Neruda, Pablo "The Captain's Verses"

(Spanish Title: Los versos del capitán) - 1973

 

Reviewed by Marianne
from Let's Read

 

I mentioned it before, I'm not much into poetry, I don't enjoy it much. But my book club chose it, and I am always committed to read everything on the list.

The only plus is that my edition has both the Spanish as well as the English version, so I could practice my Spanish a little. And Pable Neruda is a Nobel Prize laureate that I hadn't read, yet. I probably won't read more by him.

If this book has taught me anything, I'm REALLY not into poetry.

Some comments from our members:

  • Reading the book and widening my own experience was well worth the read anyway.
  • What a heart! Neruda opens his heart to love again and again, bringing his readers' hearts along no matter what. Even across all these distances and all these years, Neruda loves the very essence of love in these poems.
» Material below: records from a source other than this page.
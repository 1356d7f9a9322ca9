// Import pipeline: reader -> strategy -> normalizer -> draft batch

use chrono::Utc;
use tracing::{info, warn};

use crate::api_keys::{CredentialSource, SystemCredentials};
use crate::batches::{BatchManager, NewBatch};
use crate::config::ImportConfig;
use crate::governance::ActorContext;
use crate::model_adapters::{ModelAdapter, ModelDispatcher};
use crate::model_catalog::ModelCatalog;
use crate::question_import::extractors::ai::{self, AiExtractionInput};
use crate::question_import::extractors::{
    AiExtractor, ExtractionOutput, ExtractionStrategy, LegacyPdfParser, ProgressObserver,
    SpreadsheetExtractor,
};
use crate::question_import::readers::{self, PdfText, SourceContent, SourceFormat, UploadedFile};
use crate::question_import::schemas::ImportMetadata;
use crate::question_import::Normalizer;
use crate::{DbPool, Error, ImportBatch};

#[derive(Debug, Clone)]
pub struct PdfImportRequest {
    pub file: UploadedFile,
    pub answer_key: Option<UploadedFile>,
    pub use_ai: bool,
    pub ai_model: Option<String>,
    pub scholarship_mode: bool,
    pub subject_slug: Option<String>,
    pub batch_name: Option<String>,
}

impl PdfImportRequest {
    /// AI extraction and scholarship mode are on unless turned off.
    pub fn new(file: UploadedFile) -> Self {
        Self {
            file,
            answer_key: None,
            use_ai: true,
            ai_model: None,
            scholarship_mode: true,
            subject_slug: None,
            batch_name: None,
        }
    }
}

#[derive(Debug, Clone)]
pub struct SpreadsheetImportRequest {
    pub file: UploadedFile,
    pub subject_slug: String,
    pub batch_name: Option<String>,
}

/// Strategy picked for a PDF, with the reason when AI was requested but skipped.
#[derive(Debug, Clone, PartialEq, Eq)]
pub struct StrategySelection {
    pub strategy: ExtractionStrategy,
    pub fallback_reason: Option<String>,
}

#[derive(Debug, Clone)]
pub struct ImportOutcome {
    pub batch: ImportBatch,
    pub strategy: ExtractionStrategy,
}

impl ImportOutcome {
    pub fn used_ai(&self) -> bool {
        matches!(self.strategy, ExtractionStrategy::AiExtraction { .. })
    }
}

pub struct ImportPipeline {
    config: ImportConfig,
    catalog: ModelCatalog,
    credentials: Box<dyn CredentialSource>,
    adapter: Box<dyn ModelAdapter>,
    batches: BatchManager,
}

impl ImportPipeline {
    pub fn new(
        config: ImportConfig,
        catalog: ModelCatalog,
        credentials: Box<dyn CredentialSource>,
        adapter: Box<dyn ModelAdapter>,
        batches: BatchManager,
    ) -> Self {
        Self {
            config,
            catalog,
            credentials,
            adapter,
            batches,
        }
    }

    /// Environment/keyring credentials and live provider adapters.
    pub fn with_system_defaults(pool: DbPool, config: ImportConfig, catalog: ModelCatalog) -> Self {
        let adapter = ModelDispatcher::new(&catalog, config.ai.request_timeout_secs);
        let batches = BatchManager::new(pool, &config);
        Self::new(
            config,
            catalog,
            Box::new(SystemCredentials),
            Box::new(adapter),
            batches,
        )
    }

    pub fn config(&self) -> &ImportConfig {
        &self.config
    }

    pub fn catalog(&self) -> &ModelCatalog {
        &self.catalog
    }

    pub fn credentials(&self) -> &dyn CredentialSource {
        self.credentials.as_ref()
    }

    pub fn batches(&self) -> &BatchManager {
        &self.batches
    }

    /// Picks the PDF strategy before anything is read or sent.
    ///
    /// An explicit model must be listed, enabled and have a credential. Without one
    /// the catalog default is tried, and the rule-based parser is used if it is not
    /// available.
    pub fn select_pdf_strategy(
        &self,
        use_ai: bool,
        ai_model: Option<&str>,
    ) -> Result<StrategySelection, Error> {
        if !use_ai {
            return Ok(StrategySelection {
                strategy: ExtractionStrategy::LegacyExtraction,
                fallback_reason: None,
            });
        }

        if let Some(model_id) = ai_model.map(str::trim).filter(|id| !id.is_empty()) {
            let model = ai::resolve_model(&self.catalog, model_id)?;
            ai::credential_for(model, self.credentials.as_ref())?;
            return Ok(StrategySelection {
                strategy: ExtractionStrategy::AiExtraction {
                    model_id: model.id.clone(),
                },
                fallback_reason: None,
            });
        }

        let default_id = self.catalog.default_model_id();
        let unavailable = match ai::resolve_model(&self.catalog, default_id) {
            Ok(model) => match ai::credential_for(model, self.credentials.as_ref()) {
                Ok(_) => None,
                Err(err) => Some(err.to_string()),
            },
            Err(err) => Some(err.to_string()),
        };

        Ok(match unavailable {
            None => StrategySelection {
                strategy: ExtractionStrategy::AiExtraction {
                    model_id: default_id.to_string(),
                },
                fallback_reason: None,
            },
            Some(reason) => {
                warn!(model = default_id, "default AI model unavailable, using rule-based parser: {reason}");
                StrategySelection {
                    strategy: ExtractionStrategy::LegacyExtraction,
                    fallback_reason: Some(reason),
                }
            }
        })
    }

    pub fn import_pdf(
        &self,
        request: PdfImportRequest,
        actor: &ActorContext,
        observer: &dyn ProgressObserver,
    ) -> Result<ImportOutcome, Error> {
        ensure_format(&request.file, |f| f == SourceFormat::Pdf, "a PDF file")?;
        if let Some(key) = &request.answer_key {
            ensure_format(key, |f| f == SourceFormat::Pdf, "a PDF answer key")?;
        }
        let subject_slug = request
            .subject_slug
            .clone()
            .unwrap_or_else(|| self.config.default_pdf_subject.clone());
        self.ensure_subject(&subject_slug)?;

        let selection = self.select_pdf_strategy(request.use_ai, request.ai_model.as_deref())?;
        info!(
            file = %request.file.file_name,
            strategy = selection.strategy.method().as_str(),
            scholarship = request.scholarship_mode,
            "importing PDF"
        );

        let paper = read_pdf(&request.file)?;
        let answer_key = request.answer_key.as_ref().map(read_pdf).transpose()?;
        let answer_key_text = answer_key.as_ref().map(|key| key.text.as_str());

        let output = match &selection.strategy {
            ExtractionStrategy::AiExtraction { model_id } => {
                let extractor = AiExtractor::new(
                    &self.catalog,
                    self.credentials.as_ref(),
                    self.adapter.as_ref(),
                    self.config.ai.max_output_tokens,
                );
                extractor.extract(
                    AiExtractionInput {
                        model_id,
                        paper_text: &paper.text,
                        answer_key_text,
                        scholarship_mode: request.scholarship_mode,
                    },
                    observer,
                )?
            }
            _ => LegacyPdfParser::parse(&paper.text, answer_key_text),
        };

        let metadata_seed = MetadataSeed {
            file: &request.file,
            answer_key: request.answer_key.as_ref(),
            strategy: &selection.strategy,
            scholarship_mode: request.scholarship_mode,
            fallback_reason: selection.fallback_reason,
        };
        let batch = self.finish(
            output,
            self.config.default_marks(request.scholarship_mode),
            metadata_seed,
            subject_slug,
            request.batch_name,
            actor,
        )?;

        Ok(ImportOutcome {
            batch,
            strategy: selection.strategy,
        })
    }

    pub fn import_spreadsheet(
        &self,
        request: SpreadsheetImportRequest,
        actor: &ActorContext,
    ) -> Result<ImportOutcome, Error> {
        let format = ensure_format(&request.file, |f| f.is_spreadsheet(), "a CSV or Excel file")?;
        self.ensure_subject(&request.subject_slug)?;

        let rows = match readers::read_source(&request.file, format)? {
            SourceContent::Rows(rows) => rows,
            SourceContent::Text(_) => {
                return Err(Error::Internal("spreadsheet reader returned text".to_string()))
            }
        };
        info!(file = %request.file.file_name, rows = rows.len(), "importing spreadsheet");

        let output = SpreadsheetExtractor::new(&self.config.column_aliases).extract(&rows);
        let strategy = ExtractionStrategy::SpreadsheetExtraction;
        let metadata_seed = MetadataSeed {
            file: &request.file,
            answer_key: None,
            strategy: &strategy,
            scholarship_mode: false,
            fallback_reason: None,
        };
        let batch = self.finish(
            output,
            self.config.default_marks(false),
            metadata_seed,
            request.subject_slug,
            request.batch_name,
            actor,
        )?;

        Ok(ImportOutcome { batch, strategy })
    }

    fn ensure_subject(&self, slug: &str) -> Result<(), Error> {
        if self.config.is_supported_subject(slug) {
            Ok(())
        } else {
            Err(Error::validation(format!(
                "Unsupported subject '{}'. Supported subjects: {}",
                slug,
                self.config.subjects.join(", ")
            )))
        }
    }

    /// Normalizes the extracted questions and stores them as a draft batch.
    fn finish(
        &self,
        output: ExtractionOutput,
        default_marks: u32,
        seed: MetadataSeed<'_>,
        subject_slug: String,
        batch_name: Option<String>,
        actor: &ActorContext,
    ) -> Result<ImportBatch, Error> {
        let ExtractionOutput {
            questions,
            mut diagnostics,
            ai_metadata,
        } = output;

        let questions = Normalizer::new(default_marks).normalize_all(questions);
        if questions.is_empty() {
            return Err(Error::validation("No valid questions found"));
        }
        diagnostics.kept_count = questions.len();
        diagnostics.dropped_count = diagnostics.raw_count.saturating_sub(questions.len());
        diagnostics.rows_with_errors = questions.iter().filter(|q| q.error_count() > 0).count();

        let batch_name = batch_name
            .map(|name| name.trim().to_string())
            .filter(|name| !name.is_empty())
            .unwrap_or_else(|| default_batch_name(seed.file));

        let metadata = ImportMetadata {
            file_name: seed.file.file_name.clone(),
            file_size: seed.file.size(),
            file_type: file_type(seed.file),
            source_sha256: seed.file.sha256_hex(),
            answer_key_file_name: seed.answer_key.map(|key| key.file_name.clone()),
            extraction_method: seed.strategy.method(),
            ai_model: seed.strategy.model_id().map(str::to_string),
            catalog_sha256: seed
                .strategy
                .model_id()
                .map(|_| self.catalog.hash().to_string()),
            scholarship_mode: seed.scholarship_mode,
            fallback_reason: seed.fallback_reason,
            diagnostics,
            ai_metadata,
            extracted_at: Utc::now(),
        };

        self.batches.create_batch(NewBatch {
            subject_slug,
            batch_name,
            questions,
            metadata,
            created_by: actor.user_id.clone(),
        })
    }
}

struct MetadataSeed<'r> {
    file: &'r UploadedFile,
    answer_key: Option<&'r UploadedFile>,
    strategy: &'r ExtractionStrategy,
    scholarship_mode: bool,
    fallback_reason: Option<String>,
}

fn ensure_format(
    file: &UploadedFile,
    accepted: impl Fn(SourceFormat) -> bool,
    expected: &str,
) -> Result<SourceFormat, Error> {
    if file.is_empty() {
        return Err(Error::validation(format!("'{}' is empty", file.file_name)));
    }
    match file.format() {
        Some(format) if accepted(format) => Ok(format),
        _ => Err(Error::validation(format!(
            "'{}' is not {} (type '{}')",
            file.file_name, expected, file.mime_type
        ))),
    }
}

fn read_pdf(file: &UploadedFile) -> Result<PdfText, Error> {
    match readers::read_source(file, SourceFormat::Pdf)? {
        SourceContent::Text(text) => Ok(text),
        SourceContent::Rows(_) => Err(Error::Internal("PDF reader returned rows".to_string())),
    }
}

fn file_type(file: &UploadedFile) -> String {
    let mime = file.mime_type.trim();
    if mime.is_empty() || mime == "application/octet-stream" {
        file.format()
            .map(|format| format.as_str().to_string())
            .unwrap_or_else(|| mime.to_string())
    } else {
        mime.to_string()
    }
}

/// `"<file stem> - <YYYY-MM-DD>"`
pub fn default_batch_name(file: &UploadedFile) -> String {
    format!("{} - {}", file.file_stem(), Utc::now().format("%Y-%m-%d"))
}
And I don't even like poetry.

We read this in our book club in July 2021. 


From the back cover:

"Pablo Neruda finished writing The Captain's Verses (Los versos del Capitán) in 1952 while in exile on the island of Capri - the paradisal setting for the blockbuster film Il Postino (The Postman), that centers around this period of Neruda's life. Surrounded by the sea, sun, and the natural splendor of a thousand vineyards, Neruda addressed these poems of love, ecstasy, devotion, and fury to his lover Matilde Urrutia, the one "with the fire/of an unchained meteor".

Later the same year, Neruda published The Captain's Verses anonymously in an edition of fifty copies, fourteen years before he and Matilde legally married. The first 'acknowleged' edition would not appear until 1963.

This complete,bilingual collection has become a classic for love-struck readers around the world - passionately sensuous, and exploding with all the erotic energy of a new love.
"


Pablo Neruda received the Nobel Prize for Literature in 1971
"for a poetry that with the action of an elemental force brings alive a continent's destiny and dreams".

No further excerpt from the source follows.